#### YOUR OBJECTIVE:
Write all of the entries out again exactly.

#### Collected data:
★ ★ ★ ★ ★ ★ ★

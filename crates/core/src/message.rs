// SPDX-License-Identifier: MIT
// Copyright (c) 2026 Alfred Jean LLC

//! Conversation messages.
//!
//! A [`Message`] is one turn in the conversation. Ids are always generated
//! locally from the creation time and a per-session sequence:
//!
//! Format: `{created_ms}-{seq}`

use std::fmt;

use chrono::{DateTime, Utc};
use serde::{Deserialize, Serialize};

/// Who produced a message.
#[derive(Debug, Clone, Copy, PartialEq, Eq, Hash, Serialize, Deserialize)]
#[serde(rename_all = "lowercase")]
pub enum Origin {
    User,
    Assistant,
    System,
}

impl Origin {
    pub fn as_str(&self) -> &'static str {
        match self {
            Origin::User => "user",
            Origin::Assistant => "assistant",
            Origin::System => "system",
        }
    }

    /// Maps an inbound `type` value to an origin.
    ///
    /// Anything unrecognized is treated as the assistant speaking.
    pub fn from_wire(value: &str) -> Self {
        match value {
            "user" => Origin::User,
            "system" => Origin::System,
            _ => Origin::Assistant,
        }
    }
}

impl fmt::Display for Origin {
    fn fmt(&self, f: &mut fmt::Formatter<'_>) -> fmt::Result {
        write!(f, "{}", self.as_str())
    }
}

/// Opaque message identifier, unique within a session.
#[derive(Debug, Clone, PartialEq, Eq, Hash, Serialize, Deserialize)]
#[serde(transparent)]
pub struct MessageId(String);

impl MessageId {
    pub fn new(created_ms: i64, seq: u64) -> Self {
        MessageId(format!("{created_ms}-{seq}"))
    }

    pub fn as_str(&self) -> &str {
        &self.0
    }
}

impl fmt::Display for MessageId {
    fn fmt(&self, f: &mut fmt::Formatter<'_>) -> fmt::Result {
        f.write_str(&self.0)
    }
}

/// Generates message ids for a single session.
///
/// The sequence alone guarantees uniqueness; the timestamp prefix only makes
/// ids readable in logs.
#[derive(Debug, Default)]
pub struct MessageIds {
    seq: u64,
}

impl MessageIds {
    pub fn new() -> Self {
        Self::default()
    }

    /// Returns a fresh id for a message created at `at`.
    pub fn next_id(&mut self, at: DateTime<Utc>) -> MessageId {
        self.seq += 1;
        MessageId::new(at.timestamp_millis(), self.seq)
    }
}

/// Workflow hints the assistant attaches to its replies.
#[derive(Debug, Clone, Default, PartialEq, Eq, Serialize, Deserialize)]
pub struct MessageMetadata {
    #[serde(default, skip_serializing_if = "Option::is_none")]
    pub intent: Option<String>,
    #[serde(default, skip_serializing_if = "Option::is_none")]
    pub workflow_active: Option<bool>,
    #[serde(default, skip_serializing_if = "Option::is_none")]
    pub completed: Option<bool>,
    #[serde(default, skip_serializing_if = "Option::is_none")]
    pub context_switched: Option<bool>,
}

impl MessageMetadata {
    /// Returns true if no field is present.
    pub fn is_empty(&self) -> bool {
        self.intent.is_none()
            && self.workflow_active.is_none()
            && self.completed.is_none()
            && self.context_switched.is_none()
    }
}

/// One turn in the conversation.
#[derive(Debug, Clone, PartialEq, Eq, Serialize, Deserialize)]
pub struct Message {
    pub id: MessageId,
    pub origin: Origin,
    pub text: String,
    pub timestamp: DateTime<Utc>,
    /// Only ever set on assistant messages.
    #[serde(default, skip_serializing_if = "Option::is_none")]
    pub metadata: Option<MessageMetadata>,
}

impl Message {
    /// Creates a message typed by the local user.
    pub fn user(id: MessageId, text: impl Into<String>, timestamp: DateTime<Utc>) -> Self {
        Message { id, origin: Origin::User, text: text.into(), timestamp, metadata: None }
    }

    /// Creates a message received from the remote service.
    ///
    /// Metadata is kept only for assistant messages that carry at least one
    /// field.
    pub fn inbound(
        id: MessageId,
        origin: Origin,
        text: impl Into<String>,
        timestamp: DateTime<Utc>,
        metadata: MessageMetadata,
    ) -> Self {
        let metadata = (origin == Origin::Assistant && !metadata.is_empty()).then_some(metadata);
        Message { id, origin, text: text.into(), timestamp, metadata }
    }
}

#[cfg(test)]
#[path = "message_tests.rs"]
mod tests;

★ ★ ★ ★ ★ ★ ★

#### RESPONSE AREA:
filename crates/core/src/message.rs
// SPDX-License-Identifier: MIT
// Copyright (c) 2026 Alfred Jean LLC

//! Conversation messages.
//!
//! A [`Message`] is one turn in the conversation. Ids are always generated
//! locally from the creation time and a per-session sequence:
//!
//! Format: `{created_ms}-{seq}`

use std::fmt;

use chrono::{DateTime, Utc};
use serde::{Deserialize, Serialize};

/// Who produced a message.
#[derive(Debug, Clone, Copy, PartialEq, Eq, Hash, Serialize, Deserialize)]
#[serde(rename_all = "lowercase")]
pub enum Origin {
    User,
    Assistant,
    System,
}

impl Origin {
    pub fn as_str(&self) -> &'static str {
        match self {
            Origin::User => "user",
            Origin::Assistant => "assistant",
            Origin::System => "system",
        }
    }

    /// Maps an inbound `type` value to an origin.
    ///
    /// Anything unrecognized is treated as the assistant speaking.
    pub fn from_wire(value: &str) -> Self {
        match value {
            "user" => Origin::User,
            "system" => Origin::System,
            _ => Origin::Assistant,
        }
    }
}

impl fmt::Display for Origin {
    fn fmt(&self, f: &mut fmt::Formatter<'_>) -> fmt::Result {
        write!(f, "{}", self.as_str())
    }
}

/// Opaque message identifier, unique within a session.
#[derive(Debug, Clone, PartialEq, Eq, Hash, Serialize, Deserialize)]
#[serde(transparent)]
pub struct MessageId(String);

impl MessageId {
    pub fn new(created_ms: i64, seq: u64) -> Self {
        MessageId(format!("{created_ms}-{seq}"))
    }

    pub fn as_str(&self) -> &str {
        &self.0
    }
}

impl fmt::Display for MessageId {
    fn fmt(&self, f: &mut fmt::Formatter<'_>) -> fmt::Result {
        f.write_str(&self.0)
    }
}

/// Generates message ids for a single session.
///
/// The sequence alone guarantees uniqueness; the timestamp prefix only makes
/// ids readable in logs.
#[derive(Debug, Default)]
pub struct MessageIds {
    seq: u64,
}

impl MessageIds {
    pub fn new() -> Self {
        Self::default()
    }

    /// Returns a fresh id for a message created at `at`.
    pub fn next_id(&mut self, at: DateTime<Utc>) -> MessageId {
        self.seq += 1;
        MessageId::new(at.timestamp_millis(), self.seq)
    }
}

/// Workflow hints the assistant attaches to its replies.
#[derive(Debug, Clone, Default, PartialEq, Eq, Serialize, Deserialize)]
pub struct MessageMetadata {
    #[serde(default, skip_serializing_if = "Option::is_none")]
    pub intent: Option<String>,
    #[serde(default, skip_serializing_if = "Option::is_none")]
    pub workflow_active: Option<bool>,
    #[serde(default, skip_serializing_if = "Option::is_none")]
    pub completed: Option<bool>,
    #[serde(default, skip_serializing_if = "Option::is_none")]
    pub context_switched: Option<bool>,
}

impl MessageMetadata {
    /// Returns true if no field is present.
    pub fn is_empty(&self) -> bool {
        self.intent.is_none()
            && self.workflow_active.is_none()
            && self.completed.is_none()
            && self.context_switched.is_none()
    }
}

/// One turn in the conversation.
#[derive(Debug, Clone, PartialEq, Eq, Serialize, Deserialize)]
pub struct Message {
    pub id: MessageId,
    pub origin: Origin,
    pub text: String,
    pub timestamp: DateTime<Utc>,
    /// Only ever set on assistant messages.
    #[serde(default, skip_serializing_if = "Option::is_none")]
    pub metadata: Option<MessageMetadata>,
}

impl Message {
    /// Creates a message typed by the local user.
    pub fn user(id: MessageId, text: impl Into<String>, timestamp: DateTime<Utc>) -> Self {
        Message { id, origin: Origin::User, text: text.into(), timestamp, metadata: None }
    }

    /// Creates a message received from the remote service.
    ///
    /// Metadata is kept only for assistant messages that carry at least one
    /// field.
    pub fn inbound(
        id: MessageId,
        origin: Origin,
        text: impl Into<String>,
        timestamp: DateTime<Utc>,
        metadata: MessageMetadata,
    ) -> Self {
        let metadata = (origin == Origin::Assistant && !metadata.is_empty()).then_some(metadata);
        Message { id, origin, text: text.into(), timestamp, metadata }
    }
}

#[cfg(test)]
#[path = "message_tests.rs"]
mod tests;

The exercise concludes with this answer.